• **Source data**:
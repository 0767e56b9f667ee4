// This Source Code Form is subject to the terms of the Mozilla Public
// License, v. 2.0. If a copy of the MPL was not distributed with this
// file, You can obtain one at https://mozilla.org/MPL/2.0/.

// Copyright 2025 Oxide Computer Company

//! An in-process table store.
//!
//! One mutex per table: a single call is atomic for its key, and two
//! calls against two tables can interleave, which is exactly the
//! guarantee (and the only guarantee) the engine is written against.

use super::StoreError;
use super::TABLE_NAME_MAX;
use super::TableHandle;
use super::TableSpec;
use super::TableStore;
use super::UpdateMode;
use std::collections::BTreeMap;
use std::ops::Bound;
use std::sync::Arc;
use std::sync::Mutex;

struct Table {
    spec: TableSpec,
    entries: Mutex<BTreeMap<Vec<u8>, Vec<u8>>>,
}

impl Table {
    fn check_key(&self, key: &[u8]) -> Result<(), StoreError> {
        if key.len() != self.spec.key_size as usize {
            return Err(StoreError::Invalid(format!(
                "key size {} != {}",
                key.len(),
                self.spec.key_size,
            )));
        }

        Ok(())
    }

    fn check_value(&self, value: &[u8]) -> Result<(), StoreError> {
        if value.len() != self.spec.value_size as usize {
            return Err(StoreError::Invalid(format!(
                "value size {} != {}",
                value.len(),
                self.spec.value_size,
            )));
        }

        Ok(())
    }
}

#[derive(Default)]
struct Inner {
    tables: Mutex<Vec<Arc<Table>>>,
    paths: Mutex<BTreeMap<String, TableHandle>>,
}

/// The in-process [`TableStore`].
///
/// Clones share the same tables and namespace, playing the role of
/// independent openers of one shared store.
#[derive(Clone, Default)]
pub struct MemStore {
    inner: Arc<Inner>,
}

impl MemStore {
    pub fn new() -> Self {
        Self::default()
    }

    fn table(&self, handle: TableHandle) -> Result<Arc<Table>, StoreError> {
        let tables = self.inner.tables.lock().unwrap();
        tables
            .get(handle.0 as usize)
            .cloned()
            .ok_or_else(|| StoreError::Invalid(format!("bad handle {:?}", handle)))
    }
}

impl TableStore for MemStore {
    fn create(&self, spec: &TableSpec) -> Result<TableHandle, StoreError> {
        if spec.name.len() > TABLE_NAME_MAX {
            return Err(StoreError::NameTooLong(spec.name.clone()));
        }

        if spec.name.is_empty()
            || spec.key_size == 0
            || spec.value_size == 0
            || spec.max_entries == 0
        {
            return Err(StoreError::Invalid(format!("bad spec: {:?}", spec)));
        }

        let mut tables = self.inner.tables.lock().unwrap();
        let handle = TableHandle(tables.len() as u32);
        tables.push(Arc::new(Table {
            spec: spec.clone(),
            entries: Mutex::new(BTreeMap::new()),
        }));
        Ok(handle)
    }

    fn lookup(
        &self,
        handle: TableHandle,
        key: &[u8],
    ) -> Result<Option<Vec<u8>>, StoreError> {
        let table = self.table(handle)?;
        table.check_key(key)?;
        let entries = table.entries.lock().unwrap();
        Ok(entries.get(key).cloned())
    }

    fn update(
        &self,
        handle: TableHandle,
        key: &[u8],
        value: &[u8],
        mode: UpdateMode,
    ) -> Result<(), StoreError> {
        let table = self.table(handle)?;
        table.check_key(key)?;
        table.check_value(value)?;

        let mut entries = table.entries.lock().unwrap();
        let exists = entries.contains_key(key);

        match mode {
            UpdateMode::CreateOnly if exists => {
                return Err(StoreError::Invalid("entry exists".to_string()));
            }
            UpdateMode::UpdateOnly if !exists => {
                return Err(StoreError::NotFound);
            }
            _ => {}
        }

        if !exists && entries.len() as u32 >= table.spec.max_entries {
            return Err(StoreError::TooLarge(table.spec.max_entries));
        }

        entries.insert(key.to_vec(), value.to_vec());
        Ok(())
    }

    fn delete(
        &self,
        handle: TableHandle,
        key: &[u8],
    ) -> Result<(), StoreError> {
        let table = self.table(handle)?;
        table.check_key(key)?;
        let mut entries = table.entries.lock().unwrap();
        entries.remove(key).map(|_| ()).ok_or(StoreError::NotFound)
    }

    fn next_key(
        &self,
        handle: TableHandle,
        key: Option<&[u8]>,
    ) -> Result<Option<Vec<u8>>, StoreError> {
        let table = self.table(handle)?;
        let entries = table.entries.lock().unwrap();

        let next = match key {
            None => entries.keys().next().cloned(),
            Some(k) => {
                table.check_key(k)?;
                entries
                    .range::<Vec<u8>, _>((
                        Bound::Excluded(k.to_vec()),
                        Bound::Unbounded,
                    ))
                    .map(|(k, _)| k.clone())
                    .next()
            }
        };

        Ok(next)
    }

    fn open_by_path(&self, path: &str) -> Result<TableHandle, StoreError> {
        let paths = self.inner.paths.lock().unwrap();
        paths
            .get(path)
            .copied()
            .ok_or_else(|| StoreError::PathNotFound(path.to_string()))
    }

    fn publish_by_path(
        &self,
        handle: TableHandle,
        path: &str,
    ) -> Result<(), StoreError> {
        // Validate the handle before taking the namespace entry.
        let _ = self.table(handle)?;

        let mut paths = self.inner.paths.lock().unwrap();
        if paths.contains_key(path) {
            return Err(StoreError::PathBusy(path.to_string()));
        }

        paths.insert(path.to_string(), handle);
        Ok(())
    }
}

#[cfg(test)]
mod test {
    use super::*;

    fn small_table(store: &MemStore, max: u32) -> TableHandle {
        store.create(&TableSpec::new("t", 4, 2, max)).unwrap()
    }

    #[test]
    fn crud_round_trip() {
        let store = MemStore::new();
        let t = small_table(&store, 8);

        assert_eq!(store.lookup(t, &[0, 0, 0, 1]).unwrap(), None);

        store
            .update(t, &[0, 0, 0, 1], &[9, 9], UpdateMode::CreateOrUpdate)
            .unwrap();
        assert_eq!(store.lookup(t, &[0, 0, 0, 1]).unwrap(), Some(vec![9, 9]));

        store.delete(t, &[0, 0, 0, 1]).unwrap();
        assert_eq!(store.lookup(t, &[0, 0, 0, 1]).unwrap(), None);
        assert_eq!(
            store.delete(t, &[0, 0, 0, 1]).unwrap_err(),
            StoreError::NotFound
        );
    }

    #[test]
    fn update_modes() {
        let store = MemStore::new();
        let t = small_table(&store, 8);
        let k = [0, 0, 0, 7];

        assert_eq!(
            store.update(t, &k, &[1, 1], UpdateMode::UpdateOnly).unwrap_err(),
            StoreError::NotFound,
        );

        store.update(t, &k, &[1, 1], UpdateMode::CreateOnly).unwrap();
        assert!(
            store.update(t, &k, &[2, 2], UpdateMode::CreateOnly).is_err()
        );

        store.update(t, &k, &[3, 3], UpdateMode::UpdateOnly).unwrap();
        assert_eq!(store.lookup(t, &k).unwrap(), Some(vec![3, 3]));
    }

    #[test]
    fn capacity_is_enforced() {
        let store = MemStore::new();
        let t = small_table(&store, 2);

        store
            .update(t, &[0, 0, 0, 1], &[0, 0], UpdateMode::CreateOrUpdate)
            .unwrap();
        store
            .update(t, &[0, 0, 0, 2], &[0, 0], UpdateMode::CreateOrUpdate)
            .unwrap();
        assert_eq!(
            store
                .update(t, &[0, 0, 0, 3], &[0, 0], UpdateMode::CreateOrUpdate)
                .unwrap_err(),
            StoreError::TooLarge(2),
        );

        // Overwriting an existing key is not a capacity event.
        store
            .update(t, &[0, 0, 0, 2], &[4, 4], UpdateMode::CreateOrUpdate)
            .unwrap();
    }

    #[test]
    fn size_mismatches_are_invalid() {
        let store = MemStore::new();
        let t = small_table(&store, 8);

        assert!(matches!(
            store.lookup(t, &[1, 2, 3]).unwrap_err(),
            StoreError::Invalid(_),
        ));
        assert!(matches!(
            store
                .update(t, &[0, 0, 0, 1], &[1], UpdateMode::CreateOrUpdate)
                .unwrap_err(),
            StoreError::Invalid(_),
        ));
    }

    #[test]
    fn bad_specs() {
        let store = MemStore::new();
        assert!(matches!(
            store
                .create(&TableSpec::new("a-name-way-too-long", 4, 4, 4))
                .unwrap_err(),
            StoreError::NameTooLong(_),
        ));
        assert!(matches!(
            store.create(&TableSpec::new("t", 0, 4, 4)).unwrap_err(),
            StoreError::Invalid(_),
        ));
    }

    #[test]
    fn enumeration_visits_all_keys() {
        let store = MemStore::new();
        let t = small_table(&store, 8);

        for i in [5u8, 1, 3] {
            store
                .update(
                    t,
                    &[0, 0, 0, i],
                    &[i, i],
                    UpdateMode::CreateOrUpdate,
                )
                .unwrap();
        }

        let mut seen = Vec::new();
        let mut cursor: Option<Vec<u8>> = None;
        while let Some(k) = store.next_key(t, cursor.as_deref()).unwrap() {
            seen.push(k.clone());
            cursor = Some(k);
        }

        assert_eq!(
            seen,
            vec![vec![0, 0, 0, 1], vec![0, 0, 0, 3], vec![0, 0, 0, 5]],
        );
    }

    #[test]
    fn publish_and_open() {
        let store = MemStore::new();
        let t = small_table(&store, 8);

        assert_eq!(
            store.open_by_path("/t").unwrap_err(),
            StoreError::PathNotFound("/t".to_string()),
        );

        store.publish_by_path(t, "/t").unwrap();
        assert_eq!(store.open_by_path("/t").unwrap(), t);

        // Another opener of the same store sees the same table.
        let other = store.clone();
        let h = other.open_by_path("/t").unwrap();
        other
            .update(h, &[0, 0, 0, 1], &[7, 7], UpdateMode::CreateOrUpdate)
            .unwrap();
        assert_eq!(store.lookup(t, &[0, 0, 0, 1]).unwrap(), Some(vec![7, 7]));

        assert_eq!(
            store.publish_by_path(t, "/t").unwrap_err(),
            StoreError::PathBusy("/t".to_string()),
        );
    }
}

• **About this exercise**:
The sole thing to report is how many lines in the data hold the string "super".

• **Task solution**:
7